_Exercise aim_. Repeat the data in full. Every line must match.

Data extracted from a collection
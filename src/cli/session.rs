//! Interactive session: reads commands from stdin while the background sync
//! keeps running.

use super::{quotes, transfer, ui};
use crate::core::sync::{self, SharedStore};
use crate::core::RemoteSource;
use anyhow::Result;
use std::io::Write;
use std::path::PathBuf;
use std::sync::Arc;
use std::time::Duration;
use tokio::io::{AsyncBufReadExt, BufReader};
use tracing::debug;

const HELP: &str = "\
Commands:
  show [category]          display a random quote (\"all\" for every category)
  list [category]          list quotes
  categories               list categories
  add <text> | <category>  add a quote
  import <path>            import quotes from a JSON file
  export [path]            export quotes to a JSON file (default quotes.json)
  sync                     sync with the server now
  last                     show the last displayed quote
  help                     show this help
  quit                     leave the session";

#[derive(Debug, PartialEq, Eq)]
enum SessionCommand {
    Empty,
    Help,
    Show(Option<String>),
    List(Option<String>),
    Categories,
    Add { text: String, category: String },
    Import(PathBuf),
    Export(PathBuf),
    Sync,
    Last,
    Quit,
}

fn parse_command(line: &str) -> Result<SessionCommand, String> {
    let line = line.trim();
    let (name, rest) = match line.split_once(char::is_whitespace) {
        Some((name, rest)) => (name, rest.trim()),
        None => (line, ""),
    };
    let argument = (!rest.is_empty()).then(|| rest.to_string());

    match name {
        "" => Ok(SessionCommand::Empty),
        "help" | "?" => Ok(SessionCommand::Help),
        "show" => Ok(SessionCommand::Show(argument)),
        "list" => Ok(SessionCommand::List(argument)),
        "categories" => Ok(SessionCommand::Categories),
        "add" => match rest.rsplit_once('|') {
            Some((text, category)) => Ok(SessionCommand::Add {
                text: text.to_string(),
                category: category.to_string(),
            }),
            None => Err("Usage: add <text> | <category>".to_string()),
        },
        "import" => argument
            .map(|path| SessionCommand::Import(PathBuf::from(path)))
            .ok_or_else(|| "Usage: import <path>".to_string()),
        "export" => Ok(SessionCommand::Export(PathBuf::from(
            argument.as_deref().unwrap_or(transfer::DEFAULT_EXPORT_FILE),
        ))),
        "sync" => Ok(SessionCommand::Sync),
        "last" => Ok(SessionCommand::Last),
        "quit" | "exit" => Ok(SessionCommand::Quit),
        other => Err(format!("Unknown command: {other}. Type 'help' for a list.")),
    }
}

async fn execute(
    store: &SharedStore,
    source: &dyn RemoteSource,
    command: SessionCommand,
) -> Result<()> {
    match command {
        SessionCommand::Empty | SessionCommand::Quit => {}
        SessionCommand::Help => println!("{HELP}"),
        SessionCommand::Show(category) => {
            quotes::show(&*store.lock().await, category.as_deref()).await?
        }
        SessionCommand::List(category) => {
            quotes::list(&*store.lock().await, category.as_deref()).await?
        }
        SessionCommand::Categories => quotes::categories(&*store.lock().await).await?,
        SessionCommand::Add { text, category } => {
            quotes::add(&mut *store.lock().await, &text, &category).await?
        }
        SessionCommand::Import(path) => transfer::import(&mut *store.lock().await, &path).await?,
        SessionCommand::Export(path) => transfer::export(&*store.lock().await, &path).await?,
        SessionCommand::Sync => super::sync::sync_now(store, source).await?,
        SessionCommand::Last => match store.lock().await.last_shown().await {
            Some(quote) => println!("{}", ui::format_quote(&quote)),
            None => println!("No quote displayed yet in this session."),
        },
    }
    Ok(())
}

fn prompt() {
    print!("> ");
    if let Err(e) = std::io::stdout().flush() {
        debug!("Failed to flush prompt: {}", e);
    }
}

pub async fn run(store: SharedStore, source: Arc<dyn RemoteSource>, interval: Duration) -> Result<()> {
    println!(
        "{}",
        ui::style_text("quotesync session", ui::StyleType::Title)
    );
    println!(
        "{}",
        ui::style_text("Type 'help' for commands.", ui::StyleType::Subtle)
    );
    quotes::show(&*store.lock().await, None).await?;

    let mut handle = sync::schedule(Arc::clone(&store), Arc::clone(&source), interval);
    let mut sync_running = true;
    let mut lines = BufReader::new(tokio::io::stdin()).lines();
    prompt();

    loop {
        tokio::select! {
            outcome = handle.next_outcome(), if sync_running => match outcome {
                Some(outcome) => {
                    println!("\n{}", ui::sync_notification(&outcome));
                    prompt();
                }
                None => sync_running = false,
            },
            line = lines.next_line() => {
                let Some(line) = line? else {
                    debug!("Session input closed");
                    break;
                };
                match parse_command(&line) {
                    Ok(SessionCommand::Quit) => break,
                    Ok(command) => {
                        if let Err(e) = execute(&store, source.as_ref(), command).await {
                            println!("{}", ui::style_text(&format!("{e:#}"), ui::StyleType::Error));
                        }
                    }
                    Err(message) => println!("{}", ui::style_text(&message, ui::StyleType::Error)),
                }
                prompt();
            }
        }
    }

    handle.stop().await;
    Ok(())
}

_Written answer_.
filename src/cli/session.rs
//! Interactive session: reads commands from stdin while the background sync
//! keeps running.

use super::{quotes, transfer, ui};
use crate::core::sync::{self, SharedStore};
use crate::core::RemoteSource;
use anyhow::Result;
use std::io::Write;
use std::path::PathBuf;
use std::sync::Arc;
use std::time::Duration;
use tokio::io::{AsyncBufReadExt, BufReader};
use tracing::debug;

const HELP: &str = "\
Commands:
  show [category]          display a random quote (\"all\" for every category)
  list [category]          list quotes
  categories               list categories
  add <text> | <category>  add a quote
  import <path>            import quotes from a JSON file
  export [path]            export quotes to a JSON file (default quotes.json)
  sync                     sync with the server now
  last                     show the last displayed quote
  help                     show this help
  quit                     leave the session";

#[derive(Debug, PartialEq, Eq)]
enum SessionCommand {
    Empty,
    Help,
    Show(Option<String>),
    List(Option<String>),
    Categories,
    Add { text: String, category: String },
    Import(PathBuf),
    Export(PathBuf),
    Sync,
    Last,
    Quit,
}

fn parse_command(line: &str) -> Result<SessionCommand, String> {
    let line = line.trim();
    let (name, rest) = match line.split_once(char::is_whitespace) {
        Some((name, rest)) => (name, rest.trim()),
        None => (line, ""),
    };
    let argument = (!rest.is_empty()).then(|| rest.to_string());

    match name {
        "" => Ok(SessionCommand::Empty),
        "help" | "?" => Ok(SessionCommand::Help),
        "show" => Ok(SessionCommand::Show(argument)),
        "list" => Ok(SessionCommand::List(argument)),
        "categories" => Ok(SessionCommand::Categories),
        "add" => match rest.rsplit_once('|') {
            Some((text, category)) => Ok(SessionCommand::Add {
                text: text.to_string(),
                category: category.to_string(),
            }),
            None => Err("Usage: add <text> | <category>".to_string()),
        },
        "import" => argument
            .map(|path| SessionCommand::Import(PathBuf::from(path)))
            .ok_or_else(|| "Usage: import <path>".to_string()),
        "export" => Ok(SessionCommand::Export(PathBuf::from(
            argument.as_deref().unwrap_or(transfer::DEFAULT_EXPORT_FILE),
        ))),
        "sync" => Ok(SessionCommand::Sync),
        "last" => Ok(SessionCommand::Last),
        "quit" | "exit" => Ok(SessionCommand::Quit),
        other => Err(format!("Unknown command: {other}. Type 'help' for a list.")),
    }
}

async fn execute(
    store: &SharedStore,
    source: &dyn RemoteSource,
    command: SessionCommand,
) -> Result<()> {
    match command {
        SessionCommand::Empty | SessionCommand::Quit => {}
        SessionCommand::Help => println!("{HELP}"),
        SessionCommand::Show(category) => {
            quotes::show(&*store.lock().await, category.as_deref()).await?
        }
        SessionCommand::List(category) => {
            quotes::list(&*store.lock().await, category.as_deref()).await?
        }
        SessionCommand::Categories => quotes::categories(&*store.lock().await).await?,
        SessionCommand::Add { text, category } => {
            quotes::add(&mut *store.lock().await, &text, &category).await?
        }
        SessionCommand::Import(path) => transfer::import(&mut *store.lock().await, &path).await?,
        SessionCommand::Export(path) => transfer::export(&*store.lock().await, &path).await?,
        SessionCommand::Sync => super::sync::sync_now(store, source).await?,
        SessionCommand::Last => match store.lock().await.last_shown().await {
            Some(quote) => println!("{}", ui::format_quote(&quote)),
            None => println!("No quote displayed yet in this session."),
        },
    }
    Ok(())
}

fn prompt() {
    print!("> ");
    if let Err(e) = std::io::stdout().flush() {
        debug!("Failed to flush prompt: {}", e);
    }
}

pub async fn run(store: SharedStore, source: Arc<dyn RemoteSource>, interval: Duration) -> Result<()> {
    println!(
        "{}",
        ui::style_text("quotesync session", ui::StyleType::Title)
    );
    println!(
        "{}",
        ui::style_text("Type 'help' for commands.", ui::StyleType::Subtle)
    );
    quotes::show(&*store.lock().await, None).await?;

    let mut handle = sync::schedule(Arc::clone(&store), Arc::clone(&source), interval);
    let mut sync_running = true;
    let mut lines = BufReader::new(tokio::io::stdin()).lines();
    prompt();

    loop {
        tokio::select! {
            outcome = handle.next_outcome(), if sync_running => match outcome {
                Some(outcome) => {
                    println!("\n{}", ui::sync_notification(&outcome));
                    prompt();
                }
                None => sync_running = false,
            },
            line = lines.next_line() => {
                let Some(line) = line? else {
                    debug!("Session input closed");
                    break;
                };
                match parse_command(&line) {
                    Ok(SessionCommand::Quit) => break,
                    Ok(command) => {
                        if let Err(e) = execute(&store, source.as_ref(), command).await {
                            println!("{}", ui::style_text(&format!("{e:#}"), ui::StyleType::Error));
                        }
                    }
                    Err(message) => println!("{}", ui::style_text(&message, ui::StyleType::Error)),
                }
                prompt();
            }
        }
    }

    handle.stop().await;
    Ok(())
}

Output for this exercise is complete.